Exercise brief: The line containing "either as a" marks the end: output every line of the data up to it, and that line too, exactly as written.

[Dataset entries]
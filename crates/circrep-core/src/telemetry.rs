//! Raw telemetry records as returned by the circuit-status service.
//!
//! The service is loosely typed: identifiers may arrive as strings or numbers,
//! rates as numbers or numeric strings, and the timestamp either as a
//! `{ "date": "..." }` object or a bare string. [`TelemetryRecord::from_json`]
//! captures every shape without failing; interpretation happens later.

use serde::{Deserialize, Serialize};
use serde_json::Value;

const KEY_CIRCUIT_CODE: &str = "Customer_Curcuit_ID";
const KEY_CIRCUIT_CODE_ALT: &str = "Customer_Circuit_ID";
const KEY_DISPLAY_NAME: &str = "Address";
const KEY_TIMESTAMP: &str = "Timestamp";
const KEY_BANDWIDTH: &str = "Bandwidth";
const KEY_INBOUND: &str = "In_Averagebps";
const KEY_OUTBOUND: &str = "Out_Averagebps";

/// Timestamp field exactly as received.
#[derive(Debug, Clone, Default, PartialEq, Serialize, Deserialize)]
#[serde(tag = "kind", content = "value", rename_all = "snake_case")]
pub enum RawTimestamp {
    /// `{ "date": "2024-01-15 13:00:00.000000", ... }`
    Structured(String),
    /// A bare string such as `"15/01/2024 13"`.
    Text(String),
    #[default]
    Missing,
    /// Any other JSON shape, kept as its JSON text for diagnostics.
    Other(String),
}

/// Inbound or outbound rate exactly as received.
#[derive(Debug, Clone, Default, PartialEq, Serialize, Deserialize)]
#[serde(tag = "kind", content = "value", rename_all = "snake_case")]
pub enum RawRate {
    /// Absent key or JSON `null`.
    #[default]
    Missing,
    Number(f64),
    Text(String),
    /// Booleans, arrays and objects, kept as JSON text.
    Other(String),
}

impl RawRate {
    /// Numeric value when the rate is a finite number or a numeric string.
    #[must_use]
    pub fn as_f64(&self) -> Option<f64> {
        match self {
            RawRate::Missing => Some(0.0),
            RawRate::Number(n) => Some(*n).filter(|n| n.is_finite()),
            RawRate::Text(s) => s.trim().parse::<f64>().ok().filter(|n| n.is_finite()),
            RawRate::Other(_) => None,
        }
    }

    /// Verbatim rendering used when the value cannot be interpreted as a number.
    #[must_use]
    pub fn verbatim(&self) -> String {
        match self {
            RawRate::Missing => "0".to_string(),
            RawRate::Number(n) => n.to_string(),
            RawRate::Text(s) | RawRate::Other(s) => s.clone(),
        }
    }
}

#[derive(Debug, Clone, Default, PartialEq, Serialize, Deserialize)]
pub struct TelemetryRecord {
    pub circuit_code: Option<String>,
    pub display_name: Option<String>,
    pub timestamp: RawTimestamp,
    pub bandwidth: Option<String>,
    pub inbound: RawRate,
    pub outbound: RawRate,
}

impl TelemetryRecord {
    /// Extracts a record from one JSON object. Non-object values yield an
    /// empty record rather than an error.
    #[must_use]
    pub fn from_json(value: &Value) -> Self {
        let Some(obj) = value.as_object() else {
            return Self::default();
        };

        let circuit_code = obj
            .get(KEY_CIRCUIT_CODE)
            .or_else(|| obj.get(KEY_CIRCUIT_CODE_ALT))
            .and_then(text_field);

        Self {
            circuit_code,
            display_name: obj.get(KEY_DISPLAY_NAME).and_then(text_field),
            timestamp: obj.get(KEY_TIMESTAMP).map_or(RawTimestamp::Missing, timestamp_field),
            bandwidth: obj.get(KEY_BANDWIDTH).and_then(text_field),
            inbound: obj.get(KEY_INBOUND).map_or(RawRate::Missing, rate_field),
            outbound: obj.get(KEY_OUTBOUND).map_or(RawRate::Missing, rate_field),
        }
    }

    /// Converts a decoded payload (a single object or an array of objects).
    #[must_use]
    pub fn from_payload(payload: &Value) -> Vec<Self> {
        match payload {
            Value::Array(items) => items.iter().map(Self::from_json).collect(),
            Value::Null => Vec::new(),
            other => vec![Self::from_json(other)],
        }
    }
}

fn text_field(value: &Value) -> Option<String> {
    match value {
        Value::String(s) => Some(s.clone()),
        Value::Number(n) => Some(n.to_string()),
        Value::Bool(b) => Some(b.to_string()),
        Value::Null | Value::Array(_) | Value::Object(_) => None,
    }
}

fn timestamp_field(value: &Value) -> RawTimestamp {
    match value {
        Value::Object(obj) => match obj.get("date") {
            Some(Value::String(s)) => RawTimestamp::Structured(s.clone()),
            _ => RawTimestamp::Other(value.to_string()),
        },
        Value::String(s) => RawTimestamp::Text(s.clone()),
        Value::Null => RawTimestamp::Missing,
        other => RawTimestamp::Other(other.to_string()),
    }
}

fn rate_field(value: &Value) -> RawRate {
    match value {
        Value::Null => RawRate::Missing,
        Value::Number(n) => n
            .as_f64()
            .map_or_else(|| RawRate::Other(n.to_string()), RawRate::Number),
        Value::String(s) => RawRate::Text(s.clone()),
        other => RawRate::Other(other.to_string()),
    }
}
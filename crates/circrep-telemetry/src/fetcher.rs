use std::future::Future;

use circrep_core::TelemetryRecord;

use crate::error::FetchError;

/// Source of hourly telemetry for one circuit.
///
/// An empty vector is a successful fetch with no data, not an error.
pub trait TelemetryFetcher: Send + Sync {
    fn fetch(
        &self,
        node_id: &str,
        interface_id: &str,
    ) -> impl Future<Output = Result<Vec<TelemetryRecord>, FetchError>> + Send;
}
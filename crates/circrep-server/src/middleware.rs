use axum::{extract::Request, http::HeaderValue, middleware::Next, response::Response};
use uuid::Uuid;

pub const REQUEST_ID_HEADER: &str = "x-request-id";

/// Request ID carried in request extensions.
#[derive(Debug, Clone)]
pub struct RequestId(pub String);

/// Reuses the caller's `x-request-id` or generates a `UUIDv4`, stores it as a
/// [`RequestId`] extension and echoes it on the response.
pub async fn request_id(mut req: Request, next: Next) -> Response {
    let id = req
        .headers()
        .get(REQUEST_ID_HEADER)
        .and_then(|v| v.to_str().ok())
        .filter(|v| !v.trim().is_empty())
        .map_or_else(|| Uuid::new_v4().to_string(), String::from);

    req.extensions_mut().insert(RequestId(id.clone()));

    let mut res = next.run(req).await;

    if let Ok(val) = HeaderValue::from_str(&id) {
        res.headers_mut().insert(REQUEST_ID_HEADER, val);
    }

    res
}
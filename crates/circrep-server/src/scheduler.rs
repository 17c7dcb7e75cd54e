//! Background job scheduler.
//!
//! Owns the periodic retention sweep over the in-memory job table.

use std::sync::Arc;

use chrono::Utc;
use circrep_core::AppConfig;
use circrep_engine::{sweep_expired, JobStore};
use tokio_cron_scheduler::{Job, JobScheduler, JobSchedulerError};

/// Builds and starts the background job scheduler.
///
/// Returns the running [`JobScheduler`] handle, which must be kept alive for
/// the lifetime of the process. Dropping it shuts down the sweep.
///
/// # Errors
///
/// Returns [`JobSchedulerError`] if the scheduler cannot be initialised, the
/// sweep job cannot be registered, or the scheduler fails to start.
pub async fn build_scheduler(
    store: Arc<JobStore>,
    config: Arc<AppConfig>,
) -> Result<JobScheduler, JobSchedulerError> {
    let scheduler = JobScheduler::new().await?;

    register_sweep_job(&scheduler, store, config).await?;

    scheduler.start().await?;
    Ok(scheduler)
}

/// Register the retention sweep, repeating every `sweep_interval`.
async fn register_sweep_job(
    scheduler: &JobScheduler,
    store: Arc<JobStore>,
    config: Arc<AppConfig>,
) -> Result<(), JobSchedulerError> {
    let interval = config.sweep_interval();
    let retention = config.job_retention();

    let job = Job::new_repeated_async(interval, move |_uuid, _lock| {
        let store = Arc::clone(&store);

        Box::pin(async move {
            tracing::debug!("scheduler: starting retention sweep");
            let swept =
                tokio::task::spawn_blocking(move || sweep_expired(&store, retention, Utc::now()))
                    .await;
            match swept {
                Ok(summary) => tracing::debug!(
                    expired = summary.expired,
                    abandoned = summary.abandoned,
                    "scheduler: retention sweep complete"
                ),
                Err(e) => tracing::error!(error = %e, "scheduler: retention sweep task failed"),
            }
        })
    })?;

    scheduler.add(job).await?;
    tracing::info!(
        interval_secs = interval.as_secs(),
        retention_hours = config.job_retention_hours,
        "scheduler: registered retention sweep"
    );
    Ok(())
}
use crate::app_config::{AppConfig, Environment};
use crate::ConfigError;

/// Body namespace of the `circuitStatus` operation.
pub const DEFAULT_NAMESPACE: &str = "http://1.179.233.116/soap/#Service_Solarwinds_gin";

/// Load application configuration from environment variables.
///
/// Calls `dotenvy::dotenv().ok()` to load `.env` files before reading env vars.
///
/// # Errors
///
/// Returns `ConfigError` if required env vars are missing or values are invalid.
pub fn load_app_config() -> Result<AppConfig, ConfigError> {
    dotenvy::dotenv().ok();
    load_app_config_from_env()
}

/// Load application configuration from environment variables already in the process.
///
/// Unlike [`load_app_config`], this does not read `.env` files.
///
/// # Errors
///
/// Returns `ConfigError` if required env vars are missing or values are invalid.
pub fn load_app_config_from_env() -> Result<AppConfig, ConfigError> {
    build_app_config(|key| std::env::var(key))
}

/// Build application configuration using the provided env-var lookup function.
///
/// Parsing and validation live here, independent of the process environment,
/// so tests can drive it with a plain `HashMap`.
fn build_app_config<F>(lookup: F) -> Result<AppConfig, ConfigError>
where
    F: Fn(&str) -> Result<String, std::env::VarError>,
{
    use std::net::SocketAddr;
    use std::path::PathBuf;

    let require = |var: &str| -> Result<String, ConfigError> {
        lookup(var)
            .ok()
            .filter(|v| !v.trim().is_empty())
            .ok_or_else(|| ConfigError::MissingEnvVar(var.to_string()))
    };

    let or_default = |var: &str, default: &str| -> String {
        lookup(var).unwrap_or_else(|_| default.to_string())
    };

    let invalid = |var: &str, reason: String| ConfigError::InvalidEnvVar {
        var: var.to_string(),
        reason,
    };

    let parse_addr = |var: &str, default: &str| -> Result<SocketAddr, ConfigError> {
        or_default(var, default)
            .parse::<SocketAddr>()
            .map_err(|e| invalid(var, e.to_string()))
    };

    let parse_u32 = |var: &str, default: &str| -> Result<u32, ConfigError> {
        or_default(var, default)
            .parse::<u32>()
            .map_err(|e| invalid(var, e.to_string()))
    };

    let parse_u64 = |var: &str, default: &str| -> Result<u64, ConfigError> {
        or_default(var, default)
            .parse::<u64>()
            .map_err(|e| invalid(var, e.to_string()))
    };

    let parse_usize = |var: &str, default: &str| -> Result<usize, ConfigError> {
        or_default(var, default)
            .parse::<usize>()
            .map_err(|e| invalid(var, e.to_string()))
    };

    let dir_or_temp = |var: &str| -> PathBuf {
        lookup(var)
            .ok()
            .filter(|v| !v.trim().is_empty())
            .map_or_else(std::env::temp_dir, PathBuf::from)
    };

    let telemetry_url = require("CIRCREP_TELEMETRY_URL")?;
    let telemetry_soap_action = lookup("CIRCREP_TELEMETRY_SOAP_ACTION")
        .unwrap_or_else(|_| format!("{}/circuitStatus", telemetry_url.trim_end_matches('/')));
    let telemetry_namespace = or_default("CIRCREP_TELEMETRY_NAMESPACE", DEFAULT_NAMESPACE);
    let telemetry_timeout_secs = parse_u64("CIRCREP_TELEMETRY_TIMEOUT_SECS", "10")?;
    if telemetry_timeout_secs == 0 {
        return Err(invalid(
            "CIRCREP_TELEMETRY_TIMEOUT_SECS",
            "must be greater than zero".to_string(),
        ));
    }
    let telemetry_max_retries = parse_u32("CIRCREP_TELEMETRY_MAX_RETRIES", "0")?;
    let telemetry_retry_backoff_ms = parse_u64("CIRCREP_TELEMETRY_RETRY_BACKOFF_MS", "500")?;

    let env = parse_environment(&or_default("CIRCREP_ENV", "development"))?;
    let bind_addr = parse_addr("CIRCREP_BIND_ADDR", "0.0.0.0:5050")?;
    let log_level = or_default("CIRCREP_LOG_LEVEL", "info");

    let work_dir = dir_or_temp("CIRCREP_WORK_DIR");
    let archive_dir = dir_or_temp("CIRCREP_ARCHIVE_DIR");

    let job_retention_hours = parse_u64("CIRCREP_JOB_RETENTION_HOURS", "24")?;
    if job_retention_hours == 0 {
        return Err(invalid(
            "CIRCREP_JOB_RETENTION_HOURS",
            "must be greater than zero".to_string(),
        ));
    }
    let default_sweep = (job_retention_hours.saturating_mul(3600) / 2).to_string();
    let sweep_interval_secs = parse_u64("CIRCREP_SWEEP_INTERVAL_SECS", &default_sweep)?;
    let max_upload_bytes = parse_usize("CIRCREP_MAX_UPLOAD_BYTES", "20971520")?;
    let report_font_path = lookup("CIRCREP_REPORT_FONT_PATH")
        .ok()
        .filter(|v| !v.trim().is_empty())
        .map(PathBuf::from);

    Ok(AppConfig {
        env,
        bind_addr,
        log_level,
        telemetry_url,
        telemetry_soap_action,
        telemetry_namespace,
        telemetry_timeout_secs,
        telemetry_max_retries,
        telemetry_retry_backoff_ms,
        work_dir,
        archive_dir,
        job_retention_hours,
        sweep_interval_secs,
        max_upload_bytes,
        report_font_path,
    })
}

fn parse_environment(s: &str) -> Result<Environment, ConfigError> {
    match s {
        "development" => Ok(Environment::Development),
        "test" => Ok(Environment::Test),
        "production" => Ok(Environment::Production),
        other => Err(ConfigError::InvalidEnvVar {
            var: "CIRCREP_ENV".to_string(),
            reason: format!("unknown environment '{other}'"),
        }),
    }
}

#[cfg(test)]
#[path = "config_test.rs"]
mod tests;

Written response:
filename crates/circrep-core/src/telemetry.rs
//! Raw telemetry records as returned by the circuit-status service.
//!
//! The service is loosely typed: identifiers may arrive as strings or numbers,
//! rates as numbers or numeric strings, and the timestamp either as a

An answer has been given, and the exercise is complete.